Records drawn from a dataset
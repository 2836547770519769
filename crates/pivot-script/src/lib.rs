//! Pivot script - declare components, events and systems in an indentation-based language.
//!
//! A script is parsed, checked and compiled into descriptions registered in the host's
//! [`Indexes`](pivot_ecs::Indexes). System bodies run through a tree-walking interpreter
//! whenever a scene dispatches their event.
//!
//! ```
//! use pivot_data::{Record, Value};
//! use pivot_ecs::{Indexes, Scene};
//! use pivot_script::Engine;
//!
//! let source = "\
//! component C
//!     Boolean b
//!
//! system S(anyEntity<C>) event Tick(Number deltaTime)
//!     anyEntity.C.b = True
//! ";
//!
//! let mut indexes = Indexes::new();
//! Engine::new().load_str(source, &mut indexes).unwrap();
//!
//! let mut scene = Scene::new("main");
//! scene.register_system("S", &indexes).unwrap();
//! let entity = scene.create_entity().unwrap();
//! let c = indexes.components.get("C").unwrap();
//! let mut value = Record::new();
//! value.insert("b".into(), Value::Boolean(false));
//! let id = scene.insert(entity, c, Value::Record(value)).unwrap();
//!
//! scene
//!     .send_event(&indexes.events, "Tick", Value::Number(0.016), vec![entity])
//!     .unwrap();
//! let c = scene.get_component(entity, id).unwrap().unwrap();
//! assert_eq!(c.field("b"), Some(&Value::Boolean(true)));
//! ```

pub mod ast;
pub mod lexer;
pub mod parser;

mod builtins;
mod check;
mod engine;
mod error;
mod interpreter;
mod ops;

pub use builtins::{BUILTINS, Builtins, KeyQueryFn, PrintFn};
pub use check::Schemas;
pub use engine::{Engine, LoadSummary};
pub use error::{ParseError, ScriptError, ScriptResult};
pub use interpreter::{CompiledSystem, InterpreterConfig};
pub use parser::parse;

**Exercise aim**: Among the lines of the data, identify those with the word "events". Copy each of them.

**Written response**:
//! Pivot script - declare components, events and systems in an indentation-based language.
//!     .send_event(&indexes.events, "Tick", Value::Number(0.016), vec![entity])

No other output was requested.